*** Opening of RECORDS ***

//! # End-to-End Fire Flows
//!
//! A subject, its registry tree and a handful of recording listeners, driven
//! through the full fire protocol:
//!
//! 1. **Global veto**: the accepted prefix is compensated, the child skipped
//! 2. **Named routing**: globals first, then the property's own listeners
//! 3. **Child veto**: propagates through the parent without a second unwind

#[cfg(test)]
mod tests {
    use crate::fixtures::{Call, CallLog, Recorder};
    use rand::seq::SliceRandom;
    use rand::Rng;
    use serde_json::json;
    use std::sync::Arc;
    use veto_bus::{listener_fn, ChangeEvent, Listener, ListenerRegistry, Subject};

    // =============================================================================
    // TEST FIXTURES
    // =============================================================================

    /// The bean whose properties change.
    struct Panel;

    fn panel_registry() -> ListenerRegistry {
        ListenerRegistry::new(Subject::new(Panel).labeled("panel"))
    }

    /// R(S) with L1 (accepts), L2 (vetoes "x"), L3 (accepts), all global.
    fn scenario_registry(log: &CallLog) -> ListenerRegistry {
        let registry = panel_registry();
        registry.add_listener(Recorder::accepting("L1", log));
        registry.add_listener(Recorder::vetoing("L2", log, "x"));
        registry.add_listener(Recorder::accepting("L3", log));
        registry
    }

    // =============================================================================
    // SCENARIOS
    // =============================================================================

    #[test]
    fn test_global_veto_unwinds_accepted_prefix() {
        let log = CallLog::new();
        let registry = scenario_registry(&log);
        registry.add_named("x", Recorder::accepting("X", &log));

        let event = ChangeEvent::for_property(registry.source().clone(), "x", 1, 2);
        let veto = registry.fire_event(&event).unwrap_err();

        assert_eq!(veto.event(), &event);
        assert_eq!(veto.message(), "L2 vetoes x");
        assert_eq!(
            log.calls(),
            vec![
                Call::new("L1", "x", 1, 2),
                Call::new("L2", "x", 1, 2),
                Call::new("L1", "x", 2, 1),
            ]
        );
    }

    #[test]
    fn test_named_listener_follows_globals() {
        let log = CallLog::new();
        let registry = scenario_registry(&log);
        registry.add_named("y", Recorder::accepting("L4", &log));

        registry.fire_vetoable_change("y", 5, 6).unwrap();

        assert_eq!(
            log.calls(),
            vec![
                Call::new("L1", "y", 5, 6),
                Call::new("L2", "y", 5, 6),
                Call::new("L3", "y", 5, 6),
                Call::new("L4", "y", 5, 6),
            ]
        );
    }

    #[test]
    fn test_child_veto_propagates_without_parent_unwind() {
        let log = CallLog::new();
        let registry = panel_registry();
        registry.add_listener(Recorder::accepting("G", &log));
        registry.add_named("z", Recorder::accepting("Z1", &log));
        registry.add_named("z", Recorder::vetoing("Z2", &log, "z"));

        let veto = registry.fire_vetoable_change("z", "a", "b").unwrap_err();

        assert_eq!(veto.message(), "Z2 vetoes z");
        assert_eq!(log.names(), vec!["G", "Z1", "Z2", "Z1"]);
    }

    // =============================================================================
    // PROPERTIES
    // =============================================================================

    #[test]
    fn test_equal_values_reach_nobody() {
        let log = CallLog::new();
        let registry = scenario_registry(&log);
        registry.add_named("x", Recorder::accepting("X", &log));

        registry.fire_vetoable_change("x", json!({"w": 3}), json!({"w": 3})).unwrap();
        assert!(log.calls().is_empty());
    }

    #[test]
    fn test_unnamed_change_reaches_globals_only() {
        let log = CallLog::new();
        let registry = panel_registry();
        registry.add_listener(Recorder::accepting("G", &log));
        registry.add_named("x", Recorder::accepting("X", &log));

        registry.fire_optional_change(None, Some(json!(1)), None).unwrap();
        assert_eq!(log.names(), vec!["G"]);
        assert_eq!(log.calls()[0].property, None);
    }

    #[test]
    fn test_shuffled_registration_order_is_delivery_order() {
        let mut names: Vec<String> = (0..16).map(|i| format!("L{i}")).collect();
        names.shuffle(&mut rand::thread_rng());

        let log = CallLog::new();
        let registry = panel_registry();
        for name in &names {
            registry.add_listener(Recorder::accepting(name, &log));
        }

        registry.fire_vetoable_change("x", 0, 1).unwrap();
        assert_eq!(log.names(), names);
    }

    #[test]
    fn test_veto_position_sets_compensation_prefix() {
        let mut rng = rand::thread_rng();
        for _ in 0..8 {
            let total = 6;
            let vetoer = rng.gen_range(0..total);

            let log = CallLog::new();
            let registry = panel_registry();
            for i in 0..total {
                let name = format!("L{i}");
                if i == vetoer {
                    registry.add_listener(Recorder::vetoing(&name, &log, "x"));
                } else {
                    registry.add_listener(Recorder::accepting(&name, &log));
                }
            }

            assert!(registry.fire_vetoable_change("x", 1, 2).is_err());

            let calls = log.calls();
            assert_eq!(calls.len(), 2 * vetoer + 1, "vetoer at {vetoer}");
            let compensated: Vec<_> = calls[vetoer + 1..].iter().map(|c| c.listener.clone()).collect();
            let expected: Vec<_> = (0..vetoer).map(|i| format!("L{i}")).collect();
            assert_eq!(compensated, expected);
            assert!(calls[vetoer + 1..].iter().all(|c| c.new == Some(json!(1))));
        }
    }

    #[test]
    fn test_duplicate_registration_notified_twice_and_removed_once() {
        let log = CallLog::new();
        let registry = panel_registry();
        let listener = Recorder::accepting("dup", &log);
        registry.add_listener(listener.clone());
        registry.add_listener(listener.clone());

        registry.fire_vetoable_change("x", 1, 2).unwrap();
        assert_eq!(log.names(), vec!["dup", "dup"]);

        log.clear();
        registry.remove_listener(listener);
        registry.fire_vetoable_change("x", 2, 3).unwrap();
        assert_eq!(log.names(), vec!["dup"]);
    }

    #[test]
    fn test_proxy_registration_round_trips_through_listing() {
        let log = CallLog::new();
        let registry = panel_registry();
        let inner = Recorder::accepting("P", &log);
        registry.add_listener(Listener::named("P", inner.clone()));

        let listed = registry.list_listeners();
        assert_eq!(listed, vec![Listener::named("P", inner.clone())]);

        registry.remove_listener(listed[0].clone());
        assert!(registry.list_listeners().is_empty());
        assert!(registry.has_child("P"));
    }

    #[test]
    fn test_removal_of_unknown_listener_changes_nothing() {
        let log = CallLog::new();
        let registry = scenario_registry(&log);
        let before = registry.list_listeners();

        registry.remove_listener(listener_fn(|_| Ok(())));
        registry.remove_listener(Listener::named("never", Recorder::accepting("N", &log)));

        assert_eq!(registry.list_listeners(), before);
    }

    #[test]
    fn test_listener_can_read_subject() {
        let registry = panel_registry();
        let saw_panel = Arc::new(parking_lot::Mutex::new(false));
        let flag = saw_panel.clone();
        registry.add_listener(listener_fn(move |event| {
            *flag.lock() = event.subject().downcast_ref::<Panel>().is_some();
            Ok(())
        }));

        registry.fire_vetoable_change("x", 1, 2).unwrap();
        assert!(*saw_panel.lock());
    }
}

*** Close of RECORDS ***

* ASSIGNMENT
What is needed is a copy of every line above in which "lock" appears.

* ANSWER
            *flag.lock() = event.subject().downcast_ref::<Panel>().is_some();
        assert!(*saw_panel.lock());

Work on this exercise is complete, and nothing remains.